Techniques is a compilation album by rock band Modern Baseball. It contains 16 tracks which are songs compiled from previous EPs Couples Therapy, The Nameless Ranger and demos from albums Sports and You're Gonna Miss It All. There is also an original song titled "Secret Bonus Track". The name of the album is a reference to the book that the band lifted their name from, Modern Baseball Techniques.
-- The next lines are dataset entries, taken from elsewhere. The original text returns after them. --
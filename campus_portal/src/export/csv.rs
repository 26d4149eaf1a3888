use serde_json::Value;
use std::path::{Path, PathBuf};

use crate::config::PORTAL_DOWNLOAD_DIR;

use super::errors::ExportError;
use super::types::ColumnDescriptor;

/// Column key reserved for UI-only controls. Never exported.
pub const ACTIONS_COLUMN_KEY: &str = "actions";

/// Field names tried in order when labelling elements of an object array.
/// These match the shapes the portal tables actually render: role
/// assignments (`role`), exam results (`exam_name`) and anything carrying
/// a display `name`. Elements with none of these fall back to a compact
/// JSON dump.
///
/// A field counts as a label when it is present and neither null nor an
/// empty string; non-string scalars such as `0` or `false` are rendered as
/// labels rather than skipped, so the policy keys on field presence, not
/// truthiness.
const OBJECT_LABEL_FIELDS: &[&str] = &["name", "role", "exam_name"];

/// Render rows into CSV text: a quoted header row from the column titles,
/// then one line per row, `\n`-separated.
///
/// An empty row set is an error; columns keyed `actions` are dropped.
pub fn render_csv(rows: &[Value], columns: &[ColumnDescriptor]) -> Result<String, ExportError> {
    if rows.is_empty() {
        return Err(ExportError::EmptyInput);
    }

    let export_cols: Vec<&ColumnDescriptor> = columns
        .iter()
        .filter(|c| c.key != ACTIONS_COLUMN_KEY)
        .collect();

    let mut lines = Vec::with_capacity(rows.len() + 1);
    lines.push(
        export_cols
            .iter()
            .map(|c| quote(&c.title))
            .collect::<Vec<_>>()
            .join(","),
    );

    for row in rows {
        let line = export_cols
            .iter()
            .map(|col| quote(&render_value(resolve_path(row, &col.key))))
            .collect::<Vec<_>>()
            .join(",");
        lines.push(line);
    }

    Ok(lines.join("\n"))
}

/// Render rows and write `<table>_<username>.csv` into `dir`, returning
/// the written path.
pub fn write_csv_to(
    dir: &Path,
    rows: &[Value],
    columns: &[ColumnDescriptor],
    table_name: &str,
    username: &str,
) -> Result<PathBuf, ExportError> {
    let content = render_csv(rows, columns)?;
    let path = dir.join(export_file_name(table_name, username));
    std::fs::write(&path, content).map_err(|e| ExportError::Io(e.to_string()))?;
    tracing::info!("Wrote CSV export to {}", path.display());
    Ok(path)
}

/// Like `write_csv_to`, using the configured download directory.
pub fn write_csv(
    rows: &[Value],
    columns: &[ColumnDescriptor],
    table_name: &str,
    username: &str,
) -> Result<PathBuf, ExportError> {
    write_csv_to(
        Path::new(PORTAL_DOWNLOAD_DIR.as_str()),
        rows,
        columns,
        table_name,
        username,
    )
}

/// `<table>_<username>.csv`, both components sanitized.
pub fn export_file_name(table_name: &str, username: &str) -> String {
    format!(
        "{}_{}.csv",
        sanitize_component(table_name),
        sanitize_component(username)
    )
}

/// Replace every character outside `[A-Za-z0-9-_]` with `_`.
fn sanitize_component(component: &str) -> String {
    component
        .chars()
        .map(|c| {
            if c.is_ascii_alphanumeric() || c == '-' || c == '_' {
                c
            } else {
                '_'
            }
        })
        .collect()
}

/// Follow a dotted key path into a row. A missing intermediate yields
/// `None` so the cell renders empty instead of failing the whole row.
fn resolve_path<'a>(row: &'a Value, key: &str) -> Option<&'a Value> {
    let mut value = row;
    for part in key.split('.') {
        value = value.get(part)?;
    }
    Some(value)
}

/// Cell rendering policy, applied in order:
///
/// 1. array of scalars: elements joined with `"; "`
/// 2. array of objects: each element labelled via `OBJECT_LABEL_FIELDS`,
///    joined with `"; "`
/// 3. object: compact JSON dump
/// 4. absent or null: empty string
/// 5. anything else: its natural string form (strings unquoted)
fn render_value(value: Option<&Value>) -> String {
    let Some(value) = value else {
        return String::new();
    };

    match value {
        Value::Null => String::new(),
        Value::Array(items) => items
            .iter()
            .map(render_element)
            .collect::<Vec<_>>()
            .join("; "),
        Value::Object(_) => dump(value),
        Value::String(s) => s.clone(),
        other => other.to_string(),
    }
}

fn render_element(item: &Value) -> String {
    match item {
        Value::Object(map) => label_field(map).unwrap_or_else(|| dump(item)),
        Value::String(s) => s.clone(),
        Value::Null => String::new(),
        other => other.to_string(),
    }
}

fn label_field(map: &serde_json::Map<String, Value>) -> Option<String> {
    OBJECT_LABEL_FIELDS.iter().find_map(|field| {
        match map.get(*field) {
            None | Some(Value::Null) => None,
            Some(Value::String(s)) if s.is_empty() => None,
            Some(Value::String(s)) => Some(s.clone()),
            Some(other) => Some(other.to_string()),
        }
    })
}

fn dump(value: &Value) -> String {
    serde_json::to_string(value).unwrap_or_default()
}

/// Standard CSV escaping: wrap in double quotes, internal quotes doubled.
fn quote(field: &str) -> String {
    format!("\"{}\"", field.replace('"', "\"\""))
}
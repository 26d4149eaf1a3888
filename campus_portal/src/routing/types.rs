use crate::session::Role;

pub const LOGIN_ROUTE: &str = "/login";
pub const STUDENT_DASHBOARD: &str = "/student";
pub const TEACHER_DASHBOARD: &str = "/teacher";
pub const ADMIN_DASHBOARD: &str = "/admin";

/// Static per-route configuration describing authentication and role
/// requirements. Immutable at runtime.
#[derive(Debug, Clone)]
pub struct RouteMeta {
    pub requires_auth: bool,
    /// Roles allowed to visit the route. `None` means unrestricted.
    pub roles: Option<&'static [Role]>,
}

#[derive(Debug, Clone)]
pub struct RouteDescriptor {
    pub path: &'static str,
    pub name: &'static str,
    pub meta: RouteMeta,
}

/// Outcome of a navigation check. The guard never fails; unmet conditions
/// always resolve to a redirect.
#[derive(Debug, Clone, PartialEq, Eq)]
pub enum NavigationOutcome {
    /// Navigation may proceed unmodified.
    Proceed,
    /// Navigation is replaced with a redirect to the given path.
    Redirect(&'static str),
}

/// The portal's route table: one dashboard per role plus the login page.
/// Alumni share the student dashboard.
pub fn default_routes() -> Vec<RouteDescriptor> {
    vec![
        RouteDescriptor {
            path: LOGIN_ROUTE,
            name: "Login",
            meta: RouteMeta {
                requires_auth: false,
                roles: None,
            },
        },
        RouteDescriptor {
            path: STUDENT_DASHBOARD,
            name: "StudentDashboard",
            meta: RouteMeta {
                requires_auth: true,
                roles: Some(&[Role::Student, Role::Alumni]),
            },
        },
        RouteDescriptor {
            path: TEACHER_DASHBOARD,
            name: "TeacherDashboard",
            meta: RouteMeta {
                requires_auth: true,
                roles: Some(&[Role::Teacher]),
            },
        },
        RouteDescriptor {
            path: ADMIN_DASHBOARD,
            name: "AdminDashboard",
            meta: RouteMeta {
                requires_auth: true,
                roles: Some(&[Role::Administrator]),
            },
        },
    ]
}
mod claims;
mod client;
mod store;

pub use claims::{Claims, decode_claims};
pub use store::SessionStore;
Although it is believed they were misremembering the book Modern Baseball Strategies by Paul Richards.

== Track listing ==
1. "Best Friend"
2. "Short"
3. "My Love"
4. "Casket"
5. "Home"
6. "Hope"
7. "It's Cold Out Here"
8. "The Weekend" (Demo)
9. "Tears Over Beers" (Demo)
10. "Phone Tag"
11. "(240)"
12. "Re-Do" (Acoustic)
13. "Voting Early"
14. "Rock Bottom" (Demo)
15. "Pothole" (Demo)
16. "Secret" (Bonus track)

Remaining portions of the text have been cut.